Since the beginning of the Malian conflict in January 2012, human rights organizations – including Amnesty International – have denounced the recruitment and use of child soldiers by armed groups and self-defense militias supported by the Malian authorities.

Amnesty International urged the Malian authorities, MINUSMA (United Nations Multidimensional Integrated Stabilization Mission in Mali) and other U.N. agencies to reach out to local communities to ensure care for children now in hiding after allegedly joining armed groups. They must also develop programs to reinsert and reintegrate former child soldiers.

The organization also called for the release of all children held by armed groups – including the Mouvement pour l’unicité et le jihad en Afrique de l’Ouest (MUJAO, Movement for Oneness and Jihad in West Africa) and the Tuareg Mouvement national de libération de l’Azawad (MNLA,National Movement for the Liberation of Azawad) and Al-Qa’ida in the Islamic Maghreb (AQIM) as well as self-defense militias.

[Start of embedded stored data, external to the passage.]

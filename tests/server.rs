mod common;

use axum::http::StatusCode;
use axum_test::TestServer;
use common::*;
use metaai::{
    create_router, AppState, Backoff, MetaAiClient, PollPolicy, ResolutionPolicy, ServerConfig,
};
use std::time::Instant;
use serde_json::{json, Value};
use std::sync::Arc;
use std::time::Duration;
use wiremock::{MockServer, ResponseTemplate};

const IMAGE_URL: &str = "https://scontent.xx.fbcdn.net/v/t39/lighthouse.jpg";
const VIDEO_URL: &str = "https://video.xx.fbcdn.net/v/t66/lighthouse.mp4";

fn test_server(provider: &MockServer, request_timeout: Duration) -> TestServer {
    serve(client_for(provider), request_timeout)
}

fn serve(client: MetaAiClient, request_timeout: Duration) -> TestServer {
    let config = ServerConfig {
        request_timeout,
        ..ServerConfig::default()
    };
    let state = Arc::new(AppState::new(client, &config));
    TestServer::new(create_router(state)).expect("Failed to create test server")
}

fn video_generation(url: &str) -> Value {
    json!({
        "data": {
            "xfb_imagine_send_message": {
                "conversation": { "id": CONVERSATION_ID },
                "messages": { "edges": [
                    { "node": { "content": { "imagine_video": { "videos": { "nodes": [
                        { "id": "v-9", "video_url": url }
                    ] } } } } }
                ] }
            }
        }
    })
}

#[tokio::test]
async fn test_healthz() {
    let provider = MockServer::start().await;
    let server = test_server(&provider, Duration::from_secs(5));

    let response = server.get("/healthz").await;
    response.assert_status_ok();
    assert_eq!(response.json::<Value>(), json!({ "status": "ok" }));
}

#[tokio::test]
async fn test_image_endpoint_returns_urls() {
    let provider = MockServer::start().await;
    mount_generation(
        &provider,
        ResponseTemplate::new(200)
            .set_body_json(generation_response(vec![image_node("1", Some(IMAGE_URL))])),
    )
    .await;
    let server = test_server(&provider, Duration::from_secs(5));

    let response = server
        .post("/image")
        .json(&json!({ "prompt": "a lighthouse", "orientation": "horizontal" }))
        .await;

    response.assert_status_ok();
    let body: Value = response.json();
    assert_eq!(body["success"], true);
    assert_eq!(body["prompt"], "a lighthouse");
    assert_eq!(body["orientation"], "LANDSCAPE");
    assert_eq!(body["image_urls"], json!([IMAGE_URL]));
    assert_eq!(body["conversation_id"], CONVERSATION_ID);
    assert_eq!(body["media"][0]["id"], "1");
}

#[tokio::test]
async fn test_image_endpoint_validates_input() {
    let provider = MockServer::start().await;
    let server = test_server(&provider, Duration::from_secs(5));

    let response = server.post("/image").json(&json!({ "prompt": "" })).await;
    response.assert_status(StatusCode::BAD_REQUEST);
    assert_eq!(response.json::<Value>()["success"], false);

    let response = server
        .post("/image")
        .json(&json!({ "prompt": "a lighthouse", "orientation": "diagonal" }))
        .await;
    response.assert_status(StatusCode::BAD_REQUEST);
    assert!(provider.received_requests().await.unwrap().is_empty());
}

#[tokio::test]
async fn test_malformed_bodies_get_json_errors() {
    let provider = MockServer::start().await;
    let server = test_server(&provider, Duration::from_secs(5));

    let response = server.post("/image").json(&json!({})).await;
    response.assert_status(StatusCode::BAD_REQUEST);
    let body: Value = response.json();
    assert_eq!(body["success"], false);
    assert!(body["error"].as_str().unwrap().contains("prompt"));
    assert_eq!(body["detail"], "Invalid request");

    let response = server.post("/video/async").json(&json!({ "prompt": 7 })).await;
    response.assert_status(StatusCode::BAD_REQUEST);
    assert_eq!(response.json::<Value>()["success"], false);

    let response = server.post("/upload").json(&json!({ "file": "x" })).await;
    response.assert_status(StatusCode::BAD_REQUEST);
    assert_eq!(response.json::<Value>()["success"], false);

    assert!(provider.received_requests().await.unwrap().is_empty());
}

#[tokio::test]
async fn test_image_endpoint_reports_unresolved_media_as_failure() {
    let provider = MockServer::start().await;
    mount_generation(
        &provider,
        ResponseTemplate::new(200).set_body_json(generation_response(vec![image_node("1", None)])),
    )
    .await;
    mount_media_fetch(
        &provider,
        ResponseTemplate::new(200).set_body_json(media_feed(vec![image_node("1", None)])),
    )
    .await;
    let server = test_server(&provider, Duration::from_secs(5));

    let response = server.post("/image").json(&json!({ "prompt": "a lighthouse" })).await;

    response.assert_status(StatusCode::INTERNAL_SERVER_ERROR);
    let body: Value = response.json();
    assert_eq!(body["success"], false);
    assert_eq!(body["detail"], "Image generation failed");
    assert!(body["error"].as_str().unwrap().contains("no image URLs"));
}

#[tokio::test]
async fn test_image_endpoint_times_out() {
    let provider = MockServer::start().await;
    mount_generation(
        &provider,
        ResponseTemplate::new(200)
            .set_body_json(generation_response(vec![image_node("1", Some(IMAGE_URL))]))
            .set_delay(Duration::from_millis(500)),
    )
    .await;
    let server = test_server(&provider, Duration::from_millis(50));

    let response = server.post("/image").json(&json!({ "prompt": "a lighthouse" })).await;

    response.assert_status(StatusCode::GATEWAY_TIMEOUT);
    let body: Value = response.json();
    assert_eq!(body["success"], false);
    assert_eq!(body["error"], "Image generation timeout");
}

#[tokio::test]
async fn test_video_endpoint_returns_urls() {
    let provider = MockServer::start().await;
    mount_generation(
        &provider,
        ResponseTemplate::new(200).set_body_json(video_generation(VIDEO_URL)),
    )
    .await;
    let server = test_server(&provider, Duration::from_secs(5));

    let response = server
        .post("/video")
        .json(&json!({ "prompt": "a lighthouse", "max_attempts": 3 }))
        .await;

    response.assert_status_ok();
    let body: Value = response.json();
    assert_eq!(body["video_urls"], json!([VIDEO_URL]));
}

#[tokio::test]
async fn test_async_video_job_lifecycle() {
    let provider = MockServer::start().await;
    mount_generation(
        &provider,
        ResponseTemplate::new(200)
            .set_body_json(video_generation(VIDEO_URL))
            .set_delay(Duration::from_millis(50)),
    )
    .await;
    let server = test_server(&provider, Duration::from_secs(5));

    let response = server
        .post("/video/async")
        .json(&json!({ "prompt": "a lighthouse" }))
        .await;
    response.assert_status_ok();
    let accepted: Value = response.json();
    assert_eq!(accepted["status"], "pending");
    let job_id = accepted["job_id"].as_str().unwrap().to_string();

    let mut job = Value::Null;
    for _ in 0..100 {
        let response = server.get(&format!("/video/jobs/{job_id}")).await;
        response.assert_status_ok();
        job = response.json();
        if job["status"] == "succeeded" || job["status"] == "failed" {
            break;
        }
        tokio::time::sleep(Duration::from_millis(20)).await;
    }

    assert_eq!(job["status"], "succeeded");
    assert_eq!(job["job_id"], job_id.as_str());
    assert_eq!(job["result"]["media"][0]["url"], VIDEO_URL);
    assert!(job["error"].is_null());
}

#[tokio::test]
async fn test_unknown_job_is_not_found() {
    let provider = MockServer::start().await;
    let server = test_server(&provider, Duration::from_secs(5));

    let response = server.get("/video/jobs/does-not-exist").await;
    response.assert_status(StatusCode::NOT_FOUND);
    assert_eq!(response.json::<Value>()["detail"], "Job not found");
}

#[tokio::test]
async fn test_image_round_trip_through_polling() {
    let provider = MockServer::start().await;
    mount_generation(
        &provider,
        ResponseTemplate::new(200).set_body_json(generation_response(vec![image_node("42", None)])),
    )
    .await;
    mount_media_fetch(
        &provider,
        Sequence::new(vec![
            ResponseTemplate::new(200).set_body_json(media_feed(vec![image_node("42", None)])),
            ResponseTemplate::new(200)
                .set_body_json(media_feed(vec![image_node("42", Some(IMAGE_URL))])),
        ]),
    )
    .await;
    let one_second = PollPolicy {
        max_attempts: 5,
        initial_delay: Duration::ZERO,
        backoff: Backoff::fixed(Duration::from_secs(1)),
    };
    let client = MetaAiClient::builder()
        .credentials(credentials())
        .base_url(provider.uri())
        .image_policy(ResolutionPolicy {
            polling: one_second,
            scrape: one_second,
            scrape_after_failures: 3,
        })
        .build()
        .unwrap();
    let server = serve(client, Duration::from_secs(10));

    let started = Instant::now();
    let response = server
        .post("/image")
        .json(&json!({ "prompt": "a red ball", "orientation": "SQUARE" }))
        .await;
    let elapsed = started.elapsed();

    response.assert_status_ok();
    assert!(elapsed >= Duration::from_millis(900), "finished too early: {elapsed:?}");
    assert!(elapsed < Duration::from_secs(3), "took too long: {elapsed:?}");
    let body: Value = response.json();
    assert_eq!(body["success"], true);
    assert_eq!(body["orientation"], "SQUARE");
    assert_eq!(body["image_urls"], json!([IMAGE_URL]));
}
//! Builds provider requests from a [`GenerationRequest`] and a credential snapshot.
//!
//! Everything here is pure: the same inputs always produce the same request, the input
//! request is never modified and no I/O happens. Document ids and header sets are
//! fingerprints of the web client and change whenever the provider ships a new build.

use reqwest::header::{
    HeaderMap, HeaderName, HeaderValue, ACCEPT, ACCEPT_LANGUAGE, CONTENT_TYPE, COOKIE, ORIGIN,
    REFERER, USER_AGENT,
};
use serde_json::{json, Value};
use url::Url;

use crate::credentials::Credentials;
use crate::error::MetaAiError;
use crate::types::{GenerationKind, GenerationRequest};

pub const DEFAULT_BASE_URL: &str = "https://www.meta.ai/";
pub const GRAPHQL_PATH: &str = "api/graphql/";

/// Image and video generation mutation.
pub const GENERATION_DOC_ID: &str = "904075722675ba2c1a7b333d4c525a1b";
pub const GENERATION_FRIENDLY_NAME: &str = "useKadabraSendMessageMutation";

/// Query returning the requester's recent media, including a given media id.
pub const MEDIA_FETCH_DOC_ID: &str = "10b7bd5aa8b7537e573e49d701a5b21b";
pub const MEDIA_FETCH_FRIENDLY_NAME: &str = "KadabraPromptRootQuery";

/// Legacy send-message mutation, used for plain text prompts.
pub const TEXT_DOC_ID: &str = "7783822248314888";
pub const TEXT_FRIENDLY_NAME: &str = "useAbraSendMessageMutation";

pub const DEFAULT_USER_AGENT: &str = "Mozilla/5.0 (Windows NT 10.0; Win64; x64) AppleWebKit/537.36 (KHTML, like Gecko) Chrome/144.0.0.0 Safari/537.36 Edg/144.0.0.0";

const SEC_CH_UA: &str = r#""Not(A:Brand";v="8", "Chromium";v="144", "Microsoft Edge";v="144""#;

/// Client-side facts the provider expects to see in every request.
#[derive(Debug, Clone)]
pub struct ClientProfile {
    pub user_agent: String,
    pub locale: String,
    pub timezone: String,
    pub device_pixel_ratio: f64,
}

impl Default for ClientProfile {
    fn default() -> Self {
        Self {
            user_agent: DEFAULT_USER_AGENT.to_string(),
            locale: "en-US".to_string(),
            timezone: "UTC".to_string(),
            device_pixel_ratio: 1.25,
        }
    }
}

#[derive(Debug, Clone, PartialEq)]
pub enum RequestBody {
    Json(Value),
    Form(Vec<(String, String)>),
}

/// A fully built provider call, ready to hand to `reqwest`.
#[derive(Debug, Clone)]
pub struct ProtocolRequest {
    pub url: Url,
    pub headers: HeaderMap,
    pub body: RequestBody,
    pub doc_id: &'static str,
    pub friendly_name: &'static str,
}

impl ProtocolRequest {
    pub(crate) fn into_builder(self, http: &reqwest::Client) -> reqwest::RequestBuilder {
        let builder = http.post(self.url).headers(self.headers);
        match self.body {
            RequestBody::Json(body) => builder.json(&body),
            RequestBody::Form(fields) => builder.form(&fields),
        }
    }
}

/// `{base}/prompt/{conversation_id}`, the page a conversation is rendered on.
pub fn conversation_url(base_url: &Url, conversation_id: &str) -> Result<Url, MetaAiError> {
    Ok(base_url.join(&format!("prompt/{conversation_id}"))?)
}

fn header_value(value: &str) -> Result<HeaderValue, MetaAiError> {
    HeaderValue::from_str(value)
        .map_err(|_| MetaAiError::InvalidRequest(format!("value is not a valid header: {value:?}")))
}

fn browser_headers(
    profile: &ClientProfile,
    credentials: &Credentials,
    base_url: &Url,
    conversation_id: &str,
) -> Result<HeaderMap, MetaAiError> {
    let mut headers = HeaderMap::new();
    headers.insert(ACCEPT, HeaderValue::from_static("multipart/mixed, application/json"));
    headers.insert(ACCEPT_LANGUAGE, HeaderValue::from_static("en-US,en;q=0.9"));
    headers.insert(ORIGIN, header_value(base_url.origin().ascii_serialization().as_str())?);
    headers.insert(
        REFERER,
        header_value(conversation_url(base_url, conversation_id)?.as_str())?,
    );
    headers.insert(USER_AGENT, header_value(&profile.user_agent)?);
    headers.insert(HeaderName::from_static("sec-ch-ua"), HeaderValue::from_static(SEC_CH_UA));
    headers.insert(HeaderName::from_static("sec-ch-ua-mobile"), HeaderValue::from_static("?0"));
    headers.insert(
        HeaderName::from_static("sec-ch-ua-platform"),
        HeaderValue::from_static("\"Windows\""),
    );
    headers.insert(HeaderName::from_static("sec-fetch-dest"), HeaderValue::from_static("empty"));
    headers.insert(HeaderName::from_static("sec-fetch-mode"), HeaderValue::from_static("cors"));
    headers.insert(
        HeaderName::from_static("sec-fetch-site"),
        HeaderValue::from_static("same-origin"),
    );
    headers.insert(COOKIE, header_value(&credentials.cookie_header())?);
    Ok(headers)
}

/// Builds the generation call for `request`.
///
/// Image and video prompts use the JSON "create" mutation; text prompts use the legacy
/// form-encoded mutation. The prompt appears exactly once in the body.
pub fn build_generation(
    request: &GenerationRequest,
    credentials: &Credentials,
    profile: &ClientProfile,
    base_url: &Url,
) -> Result<ProtocolRequest, MetaAiError> {
    request.validate()?;
    let ids = &request.correlation;
    let url = base_url.join(GRAPHQL_PATH)?;
    let mut headers = browser_headers(profile, credentials, base_url, &ids.conversation_id)?;

    let attachment_input = (!request.media_ids.is_empty()).then(|| {
        let metadata = request.attachment_metadata.clone().unwrap_or_default();
        json!({
            "attachment_size": metadata.file_size,
            "attachment_type": metadata.mime_type,
        })
    });

    let (operation, prefix) = match request.kind {
        GenerationKind::Image => ("TEXT_TO_IMAGE", "Imagine"),
        GenerationKind::Video => ("TEXT_TO_VIDEO", "Animate"),
        GenerationKind::Text => {
            let variables = json!({
                "message": { "sensitive_string_value": request.prompt },
                "externalConversationId": ids.conversation_id,
                "offlineThreadingId": ids.offline_threading_id,
                "suggestedPromptIndex": null,
                "promptPrefix": null,
                "entrypoint": "ABRA__CHAT__TEXT",
                "attachments": [],
                "attachmentsV2": request.media_ids,
                "messagePersistentInput": attachment_input,
                "icebreaker_type": "TEXT",
                "__relay_internal__pv__AbraDebugDevOnlyrelayprovider": false,
                "__relay_internal__pv__WebPixelRatiorelayprovider": 1,
            });
            let mut fields = vec![
                ("fb_api_caller_class".to_string(), "RelayModern".to_string()),
                ("fb_api_req_friendly_name".to_string(), TEXT_FRIENDLY_NAME.to_string()),
                ("variables".to_string(), variables.to_string()),
                ("server_timestamps".to_string(), "true".to_string()),
                ("doc_id".to_string(), TEXT_DOC_ID.to_string()),
            ];
            if let Some(token) = credentials.bearer_token() {
                fields.push(("access_token".to_string(), token.to_string()));
            }
            headers.insert(
                CONTENT_TYPE,
                HeaderValue::from_static("application/x-www-form-urlencoded"),
            );
            headers.insert(
                HeaderName::from_static("x-fb-friendly-name"),
                HeaderValue::from_static(TEXT_FRIENDLY_NAME),
            );
            return Ok(ProtocolRequest {
                url,
                headers,
                body: RequestBody::Form(fields),
                doc_id: TEXT_DOC_ID,
                friendly_name: TEXT_FRIENDLY_NAME,
            });
        }
    };

    let params = match request.kind {
        GenerationKind::Video => json!({}),
        _ => json!({ "orientation": request.orientation.as_str() }),
    };

    let variables = json!({
        "conversationId": ids.conversation_id,
        "content": format!("{prefix} {}", request.prompt),
        "userMessageId": ids.user_message_id,
        "assistantMessageId": ids.assistant_message_id,
        "userUniqueMessageId": ids.user_unique_message_id,
        "turnId": ids.turn_id,
        "spaceId": null,
        "mode": "create",
        "rewriteOptions": null,
        "attachments": null,
        "attachmentsV2": request.media_ids,
        "messagePersistentInput": attachment_input,
        "mentions": null,
        "clippyIp": null,
        "isNewConversation": ids.is_new_conversation,
        "imagineOperationRequest": {
            "operation": operation,
            "textToImageParams": params,
        },
        "qplJoinId": null,
        "clientTimezone": profile.timezone,
        "developerOverridesForMessage": null,
        "clientLatitude": null,
        "clientLongitude": null,
        "devicePixelRatio": profile.device_pixel_ratio,
        "entryPoint": null,
        "promptSessionId": ids.prompt_session_id,
        "promptType": null,
        "conversationStarterId": null,
        "userAgent": profile.user_agent,
        "currentBranchPath": null,
        "promptEditType": "new_message",
        "userLocale": profile.locale,
        "userEventId": null,
    });

    headers.insert(CONTENT_TYPE, HeaderValue::from_static("application/json"));
    Ok(ProtocolRequest {
        url,
        headers,
        body: RequestBody::Json(json!({
            "doc_id": GENERATION_DOC_ID,
            "variables": variables,
        })),
        doc_id: GENERATION_DOC_ID,
        friendly_name: GENERATION_FRIENDLY_NAME,
    })
}

/// Builds the "media by id" query used while polling for URLs.
pub fn build_media_fetch(
    media_id: &str,
    conversation_id: &str,
    credentials: &Credentials,
    profile: &ClientProfile,
    base_url: &Url,
) -> Result<ProtocolRequest, MetaAiError> {
    let url = base_url.join(GRAPHQL_PATH)?;
    let mut headers = browser_headers(profile, credentials, base_url, conversation_id)?;
    headers.insert(CONTENT_TYPE, HeaderValue::from_static("application/json"));
    headers.insert(
        HeaderName::from_static("x-fb-friendly-name"),
        HeaderValue::from_static(MEDIA_FETCH_FRIENDLY_NAME),
    );

    Ok(ProtocolRequest {
        url,
        headers,
        body: RequestBody::Json(json!({
            "doc_id": MEDIA_FETCH_DOC_ID,
            "variables": {
                "mediaId": media_id,
                "__relay_internal__pv__KadabraVideoDeliveryRequestrelayprovider": {
                    "dash_manifest_requests": [{}],
                    "progressive_url_requests": [{ "quality": "HD" }, { "quality": "SD" }],
                },
            },
        })),
        doc_id: MEDIA_FETCH_DOC_ID,
        friendly_name: MEDIA_FETCH_FRIENDLY_NAME,
    })
}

The U.N. Secretary-General’s 2012 Report on Children and Armed Conflict, which was released this week, has for the first time, explicitly named parties to the conflict in Mali as being responsible for the recruitment and use of child soldiers and for sexual violence against children.

“It is critical that the leadership of the MINUSMA prioritize the issue of child soldiers and other children associated with armed forces,” said Mootoo.

Amnesty International is a Nobel Peace Prize-winning grassroots activist organization with more than 3 million supporters, activists, and volunteers in more than 150 countries campaigning for human rights worldwide. The organization investigates and exposes abuses, educates and mobilizes the public, and works to protect people wherever justice, freedom, truth, and dignity are denied.